For your convenience and information, we have included a list of Frequently Asked Questions specifically on sentinel lymph node biopsies.
One of the debilitating side effects of axillary dissection has been lymphedema (arm swelling). This occurs in approximately 8 to 10% of patients. The arm may also become numb above the elbow at the level of the triceps muscle. You must protect your arm from cuts and scrapes for the rest of your life to prevent lymphangitis (an infection in the lymphatics of the arm).
In an attempt to better diagnose lymph node metastasis and decrease complications associated with axillary dissection, a method of lymph node mapping adopted from melanoma treatment has been used to identify the sentinel (the first line of defense) lymph node. This lymph node can be evaluated for microscopic metastasis through a procedure called cytokeratin staining. It generally takes 7 days to receive the results and is far more sensitive than the naked eye of the pathologist.
We know that women previously thought to be node negative; and therefore, have local disease, have died of distant metastasis. This may be related to our previous inability to find these microscopic metastatic deposits and treat them aggressively with chemotherapy.

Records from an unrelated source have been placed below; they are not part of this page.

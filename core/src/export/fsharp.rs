use crate::{
    code_builder::{CodeBuilder, IndentMode},
    definition::EnumDefinition,
    error::EnumError,
    export::{
        check_namespace, check_values, needs_separator, write_header, write_summary, ExportOptions,
        HeaderMode, Language, GENERATOR_NAME, GENERATOR_VERSION,
    },
};

/// F# requires every type to live in a namespace or module.
pub const DEFAULT_NAMESPACE: &str = "Generated";

/// Render `definition` as an F# source file.
pub fn export_fsharp(definition: &EnumDefinition, options: &ExportOptions) -> Result<String, EnumError> {
    let namespace = check_namespace(options.namespace.as_deref())?.unwrap_or(DEFAULT_NAMESPACE);
    check_values(definition, options.storage)?;

    // Tabs are not allowed in offside-significant F# code.
    let mut builder = CodeBuilder::new(IndentMode::Spaces, options.indent_size, options.newline);
    if options.header == HeaderMode::Default {
        write_header(&mut builder, "//");
        builder.write_empty_line();
    }
    builder.write_line(&format!("namespace {}", namespace));
    builder.write_empty_line();
    builder.write_line("open System.CodeDom.Compiler");
    builder.write_empty_line();

    if let Some(doc) = definition.documentation() {
        write_summary(&mut builder, "///", doc, 0);
    }
    builder.write_line(&format!(
        "[<GeneratedCode(\"{}\", \"{}\")>]",
        GENERATOR_NAME, GENERATOR_VERSION
    ));
    builder.write_line(&format!("type {} =", definition.identifier()));

    let suffix = options.storage.keyword(Language::FSharp).unwrap_or("");
    let mut previous = None;
    for entry in definition.entries() {
        if needs_separator(previous, entry) {
            builder.write_empty_line();
        }
        if let Some(doc) = entry.documentation() {
            write_summary(&mut builder, "///", doc, 1);
        }
        builder.write_line_with(&format!("| {} = {}{}", entry.name(), entry.value(), suffix), "", 1);
        previous = Some(entry);
    }

    Ok(builder.build())
}
//! ECMA-335 metadata (partition II.24) for a module declaring one enum type.

use std::collections::HashMap;

use enumgen_buffer::ByteBufferMut;

use crate::{definition::EnumEntry, error::EnumError, storage::StorageType};

pub(crate) const METADATA_SIGNATURE: u32 = 0x424A_5342;
pub(crate) const METADATA_VERSION: &str = "v4.0.30319";

// Table numbers, II.22.
pub(crate) const TABLE_MODULE: usize = 0x00;
pub(crate) const TABLE_TYPE_REF: usize = 0x01;
pub(crate) const TABLE_TYPE_DEF: usize = 0x02;
pub(crate) const TABLE_FIELD: usize = 0x04;
pub(crate) const TABLE_METHOD_DEF: usize = 0x06;
pub(crate) const TABLE_PARAM: usize = 0x08;
pub(crate) const TABLE_CONSTANT: usize = 0x0B;
pub(crate) const TABLE_PROPERTY: usize = 0x17;
pub(crate) const TABLE_MODULE_REF: usize = 0x1A;
pub(crate) const TABLE_TYPE_SPEC: usize = 0x1B;
pub(crate) const TABLE_ASSEMBLY: usize = 0x20;
pub(crate) const TABLE_ASSEMBLY_REF: usize = 0x23;

/// Tables this module writes, in stream order.
pub(crate) const EMITTED_TABLES: [usize; 7] = [
    TABLE_MODULE,
    TABLE_TYPE_REF,
    TABLE_TYPE_DEF,
    TABLE_FIELD,
    TABLE_CONSTANT,
    TABLE_ASSEMBLY,
    TABLE_ASSEMBLY_REF,
];

const SORTED_TABLES: u64 = 0x0000_1600_3301_FA00;

pub(crate) const TYPE_PUBLIC_SEALED: u32 = 0x0000_0101;
pub(crate) const FIELD_RT_SPECIAL_NAME: u16 = 0x0400;
pub(crate) const FIELD_ENUM_VALUE: u16 = 0x0606;
pub(crate) const FIELD_LITERAL: u16 = 0x8056;

pub(crate) const SIG_FIELD: u8 = 0x06;
pub(crate) const ELEMENT_TYPE_VALUETYPE: u8 = 0x11;

const HASH_ALGORITHM_SHA1: u32 = 0x8004;
pub(crate) const MSCORLIB_PUBLIC_KEY_TOKEN: [u8; 8] = [0xB7, 0x7A, 0x5C, 0x56, 0x19, 0x34, 0xE0, 0x89];

/// TypeDef row 1 is `<Module>`, the enum is row 2.
const ENUM_TYPE_DEF_ROW: u32 = 2;
const SYSTEM_ENUM_TYPE_REF_ROW: u32 = 1;
const MSCORLIB_ASSEMBLY_REF_ROW: u32 = 1;

// Coded index tags, II.24.2.6.
pub(crate) const TYPE_DEF_OR_REF_TYPE_REF: u32 = 1;
pub(crate) const HAS_CONSTANT_FIELD: u32 = 0;
const RESOLUTION_SCOPE_ASSEMBLY_REF: u32 = 2;

pub(crate) fn coded_index(row: u32, tag: u32, tag_bits: u32) -> u32 {
    (row << tag_bits) | tag
}

/// Width of every index column, derived from heap sizes and row counts.
#[derive(Debug, Clone, Copy, PartialEq, Eq)]
pub(crate) struct IndexSizes {
    pub strings:          bool,
    pub guid:             bool,
    pub blob:             bool,
    pub field:            bool,
    pub method:           bool,
    pub type_def_or_ref:  bool,
    pub has_constant:     bool,
    pub resolution_scope: bool,
}

impl IndexSizes {
    pub fn new(heap_sizes: u8, rows: &[u32; 64]) -> IndexSizes {
        let coded = |tables: &[usize]| tables.iter().any(|&t| rows[t] >= 1 << 14);
        IndexSizes {
            strings:          heap_sizes & 0x01 != 0,
            guid:             heap_sizes & 0x02 != 0,
            blob:             heap_sizes & 0x04 != 0,
            field:            rows[TABLE_FIELD] > 0xFFFF,
            method:           rows[TABLE_METHOD_DEF] > 0xFFFF,
            type_def_or_ref:  coded(&[TABLE_TYPE_DEF, TABLE_TYPE_REF, TABLE_TYPE_SPEC]),
            has_constant:     coded(&[TABLE_FIELD, TABLE_PARAM, TABLE_PROPERTY]),
            resolution_scope: coded(&[TABLE_MODULE, TABLE_MODULE_REF, TABLE_ASSEMBLY_REF, TABLE_TYPE_REF]),
        }
    }

    /// Byte size of one row, for the tables this module knows.
    pub fn row_size(&self, table: usize) -> Option<usize> {
        let w = |wide: bool| if wide { 4 } else { 2 };
        let size = match table {
            TABLE_MODULE       => 2 + w(self.strings) + 3 * w(self.guid),
            TABLE_TYPE_REF     => w(self.resolution_scope) + 2 * w(self.strings),
            TABLE_TYPE_DEF     => 4 + 2 * w(self.strings) + w(self.type_def_or_ref) + w(self.field) + w(self.method),
            TABLE_FIELD        => 2 + w(self.strings) + w(self.blob),
            TABLE_CONSTANT     => 2 + w(self.has_constant) + w(self.blob),
            TABLE_ASSEMBLY     => 16 + w(self.blob) + 2 * w(self.strings),
            TABLE_ASSEMBLY_REF => 12 + 2 * w(self.blob) + 2 * w(self.strings),
            _ => return None,
        };
        Some(size)
    }
}

fn write_index(bb: &mut ByteBufferMut, value: u32, wide: bool) {
    if wide {
        bb.write_u32(value);
    } else {
        bb.write_u16(value as u16);
    }
}

struct StringHeap {
    data:    Vec<u8>,
    offsets: HashMap<String, u32>,
}

impl StringHeap {
    fn new() -> StringHeap {
        StringHeap {
            data:    vec![0],
            offsets: HashMap::new(),
        }
    }

    fn push(&mut self, value: &str) -> u32 {
        if value.is_empty() {
            return 0;
        }
        if let Some(&offset) = self.offsets.get(value) {
            return offset;
        }
        let offset = self.data.len() as u32;
        self.data.extend_from_slice(value.as_bytes());
        self.data.push(0);
        self.offsets.insert(value.to_string(), offset);
        offset
    }
}

struct BlobHeap {
    bb:      ByteBufferMut,
    offsets: HashMap<Vec<u8>, u32>,
}

impl BlobHeap {
    fn new() -> BlobHeap {
        let mut bb = ByteBufferMut::new();
        bb.write_byte(0);
        BlobHeap {
            bb,
            offsets: HashMap::new(),
        }
    }

    fn push(&mut self, blob: &[u8]) -> Result<u32, EnumError> {
        if let Some(&offset) = self.offsets.get(blob) {
            return Ok(offset);
        }
        let offset = self.bb.len() as u32;
        self.bb
            .write_compressed_uint(blob.len() as u32)
            .map_err(|e| EnumError::EncodeError(format!("blob of {} bytes: {:?}", blob.len(), e)))?;
        self.bb.write_bytes(blob);
        self.offsets.insert(blob.to_vec(), offset);
        Ok(offset)
    }
}

/// What goes into the module: one enum type with its literals.
pub(crate) struct ModuleSpec<'a> {
    pub assembly_name: &'a str,
    pub namespace:     Option<&'a str>,
    pub type_name:     &'a str,
    pub storage:       StorageType,
    pub entries:       &'a [EnumEntry],
    pub mvid:          [u8; 16],
}

struct FieldRow {
    flags:     u16,
    name:      u32,
    signature: u32,
}

struct ConstantRow {
    element_type: u8,
    parent:       u32,
    value:        u32,
}

fn padded(mut data: Vec<u8>) -> Vec<u8> {
    while data.len() % 4 != 0 {
        data.push(0);
    }
    data
}

/// Serialize the metadata root with its five streams.
pub(crate) fn build_metadata(module: &ModuleSpec<'_>) -> Result<Vec<u8>, EnumError> {
    let mut strings = StringHeap::new();
    let mut blobs = BlobHeap::new();
    let element_type = module.storage.element_type();

    let module_name = strings.push(&format!("{}.dll", module.assembly_name));
    let enum_name = strings.push("Enum");
    let system = strings.push("System");
    let module_type = strings.push("<Module>");
    let type_name = strings.push(module.type_name);
    let type_namespace = module.namespace.map(|ns| strings.push(ns)).unwrap_or(0);

    let value_signature = blobs.push(&[SIG_FIELD, element_type])?;
    let literal_signature = blobs.push(&[SIG_FIELD, ELEMENT_TYPE_VALUETYPE, (ENUM_TYPE_DEF_ROW << 2) as u8])?;

    let mut fields = vec![FieldRow {
        flags:     FIELD_ENUM_VALUE,
        name:      strings.push("value__"),
        signature: value_signature,
    }];
    let mut constants = Vec::with_capacity(module.entries.len());
    for entry in module.entries {
        fields.push(FieldRow {
            flags:     FIELD_LITERAL,
            name:      strings.push(entry.name()),
            signature: literal_signature,
        });
        constants.push(ConstantRow {
            element_type,
            parent: coded_index(fields.len() as u32, HAS_CONSTANT_FIELD, 2),
            value:  blobs.push(&module.storage.encode_constant(entry.value()))?,
        });
    }

    let assembly_name = strings.push(module.assembly_name);
    let mscorlib = strings.push("mscorlib");
    let mscorlib_token = blobs.push(&MSCORLIB_PUBLIC_KEY_TOKEN)?;

    let mut rows = [0u32; 64];
    rows[TABLE_MODULE] = 1;
    rows[TABLE_TYPE_REF] = 1;
    rows[TABLE_TYPE_DEF] = 2;
    rows[TABLE_FIELD] = fields.len() as u32;
    rows[TABLE_CONSTANT] = constants.len() as u32;
    rows[TABLE_ASSEMBLY] = 1;
    rows[TABLE_ASSEMBLY_REF] = 1;

    let strings_data = padded(strings.data);
    let blob_data = padded(blobs.bb.data());
    let mut heap_sizes = 0u8;
    if strings_data.len() > 0xFFFF {
        heap_sizes |= 0x01;
    }
    if blob_data.len() > 0xFFFF {
        heap_sizes |= 0x04;
    }
    let sizes = IndexSizes::new(heap_sizes, &rows);

    let mut bb = ByteBufferMut::new();
    bb.write_u32(0);
    bb.write_byte(2);
    bb.write_byte(0);
    bb.write_byte(heap_sizes);
    bb.write_byte(1);
    bb.write_u64(EMITTED_TABLES.iter().fold(0u64, |mask, &t| mask | 1 << t));
    bb.write_u64(SORTED_TABLES);
    for &table in &EMITTED_TABLES {
        bb.write_u32(rows[table]);
    }

    // Module
    bb.write_u16(0);
    write_index(&mut bb, module_name, sizes.strings);
    write_index(&mut bb, 1, sizes.guid);
    write_index(&mut bb, 0, sizes.guid);
    write_index(&mut bb, 0, sizes.guid);

    // TypeRef: [mscorlib]System.Enum
    write_index(
        &mut bb,
        coded_index(MSCORLIB_ASSEMBLY_REF_ROW, RESOLUTION_SCOPE_ASSEMBLY_REF, 2),
        sizes.resolution_scope,
    );
    write_index(&mut bb, enum_name, sizes.strings);
    write_index(&mut bb, system, sizes.strings);

    // TypeDef: <Module>, then the enum owning every field
    bb.write_u32(0);
    write_index(&mut bb, module_type, sizes.strings);
    write_index(&mut bb, 0, sizes.strings);
    write_index(&mut bb, 0, sizes.type_def_or_ref);
    write_index(&mut bb, 1, sizes.field);
    write_index(&mut bb, 1, sizes.method);

    bb.write_u32(TYPE_PUBLIC_SEALED);
    write_index(&mut bb, type_name, sizes.strings);
    write_index(&mut bb, type_namespace, sizes.strings);
    write_index(
        &mut bb,
        coded_index(SYSTEM_ENUM_TYPE_REF_ROW, TYPE_DEF_OR_REF_TYPE_REF, 2),
        sizes.type_def_or_ref,
    );
    write_index(&mut bb, 1, sizes.field);
    write_index(&mut bb, 1, sizes.method);

    for field in &fields {
        bb.write_u16(field.flags);
        write_index(&mut bb, field.name, sizes.strings);
        write_index(&mut bb, field.signature, sizes.blob);
    }

    // Constant rows are sorted by parent, which follows field order.
    for constant in &constants {
        bb.write_byte(constant.element_type);
        bb.write_byte(0);
        write_index(&mut bb, constant.parent, sizes.has_constant);
        write_index(&mut bb, constant.value, sizes.blob);
    }

    // Assembly
    bb.write_u32(HASH_ALGORITHM_SHA1);
    bb.write_zeros(8);
    bb.write_u32(0);
    write_index(&mut bb, 0, sizes.blob);
    write_index(&mut bb, assembly_name, sizes.strings);
    write_index(&mut bb, 0, sizes.strings);

    // AssemblyRef: mscorlib 4.0.0.0
    bb.write_u16(4);
    bb.write_zeros(6);
    bb.write_u32(0);
    write_index(&mut bb, mscorlib_token, sizes.blob);
    write_index(&mut bb, mscorlib, sizes.strings);
    write_index(&mut bb, 0, sizes.strings);
    write_index(&mut bb, 0, sizes.blob);
    bb.align(4);

    let streams: [(&str, Vec<u8>); 5] = [
        ("#~", bb.data()),
        ("#Strings", strings_data),
        ("#US", vec![0; 4]),
        ("#GUID", module.mvid.to_vec()),
        ("#Blob", blob_data),
    ];
    Ok(write_root(&streams))
}

fn padded_len(len: usize) -> usize {
    (len + 3) & !3
}

fn write_root(streams: &[(&str, Vec<u8>)]) -> Vec<u8> {
    let version_len = padded_len(METADATA_VERSION.len() + 1);
    let header_len = 16
        + version_len
        + 4
        + streams.iter().map(|(name, _)| 8 + padded_len(name.len() + 1)).sum::<usize>();

    let mut bb = ByteBufferMut::new();
    bb.write_u32(METADATA_SIGNATURE);
    bb.write_u16(1);
    bb.write_u16(1);
    bb.write_u32(0);
    bb.write_u32(version_len as u32);
    bb.write_bytes(METADATA_VERSION.as_bytes());
    bb.write_zeros(version_len - METADATA_VERSION.len());
    bb.write_u16(0);
    bb.write_u16(streams.len() as u16);

    let mut offset = header_len;
    for (name, data) in streams {
        bb.write_u32(offset as u32);
        bb.write_u32(data.len() as u32);
        bb.write_string(name);
        bb.align(4);
        offset += data.len();
    }
    for (_, data) in streams {
        bb.write_bytes(data);
    }
    bb.data()
}

#[cfg(test)]
mod tests {
    use super::*;

    #[test]
    fn string_heap_deduplicates() {
        let mut heap = StringHeap::new();
        let a = heap.push("Enum");
        let b = heap.push("System");
        assert_eq!(a, 1);
        assert_eq!(b, 6);
        assert_eq!(heap.push("Enum"), a);
        assert_eq!(heap.push(""), 0);
        assert_eq!(heap.data, b"\0Enum\0System\0");
    }

    #[test]
    fn blob_heap_prefixes_lengths() {
        let mut heap = BlobHeap::new();
        assert_eq!(heap.push(&[SIG_FIELD, 0x08]).unwrap(), 1);
        assert_eq!(heap.push(&[1, 2, 3]).unwrap(), 4);
        assert_eq!(heap.push(&[SIG_FIELD, 0x08]).unwrap(), 1);
        assert_eq!(heap.bb.data(), vec![0, 2, SIG_FIELD, 0x08, 3, 1, 2, 3]);
    }

    #[test]
    fn narrow_rows_for_small_modules() {
        let mut rows = [0u32; 64];
        rows[TABLE_FIELD] = 3;
        let sizes = IndexSizes::new(0, &rows);
        assert_eq!(sizes.row_size(TABLE_MODULE), Some(10));
        assert_eq!(sizes.row_size(TABLE_TYPE_REF), Some(6));
        assert_eq!(sizes.row_size(TABLE_TYPE_DEF), Some(14));
        assert_eq!(sizes.row_size(TABLE_FIELD), Some(6));
        assert_eq!(sizes.row_size(TABLE_CONSTANT), Some(6));
        assert_eq!(sizes.row_size(TABLE_ASSEMBLY), Some(22));
        assert_eq!(sizes.row_size(TABLE_ASSEMBLY_REF), Some(20));
        assert_eq!(sizes.row_size(TABLE_METHOD_DEF), None);
    }

    #[test]
    fn many_fields_widen_coded_indices() {
        let mut rows = [0u32; 64];
        rows[TABLE_FIELD] = 1 << 14;
        let sizes = IndexSizes::new(0x01, &rows);
        assert!(sizes.strings);
        assert!(sizes.has_constant);
        assert!(!sizes.field);
        assert_eq!(sizes.row_size(TABLE_CONSTANT), Some(8));
    }
}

The absolute answers to these questions still have not been completely resolved. Sentinel lymph node identification is indicated in almost all breast cancer operations, and is appropriate in both lumpectomy and mastectomy patients. Parameters may vary from surgeon to surgeon and will be based upon your individual tumor characteristics. The procedure to identify the node starts with an injection of radioactive tracer called technetium sulphur colloid. It may be injected the day before surgery or the morning of surgery. It must remain in the breast for 3 to 4 hours before you are taken to the operating room.
At the time of surgery, after you are asleep, a vital blue dye may be injected behind the nipple. These two modalities allow us to identify the sentinel lymph node in greater than 90% of patients. When a sentinel lymph node is found at surgery, a frozen section (quick diagnoses) is performed. Once the sentinel node is identified, your surgeon will manually check your axilla for other nodes that may have tumor in them.
If the frozen section reveals spread of cancer cells to the lymph node, a level I and II axillary node dissection is performed. If the frozen section is negative for spread of the cancer, then no further lymph node surgery is performed at that time. At your postoperative visit, you will discuss your final pathology, which will include the results of your margins of tumor resection and the cytokeratin staining (high tech evaluation for spread) for microscopic metastasis.
If the cytokeratin stains are positive, you may need to go back to the operating room for the completion of level I and II axillary node dissection to complete your staging. The need for further surgery will be discussed with your surgeon and medical oncologist.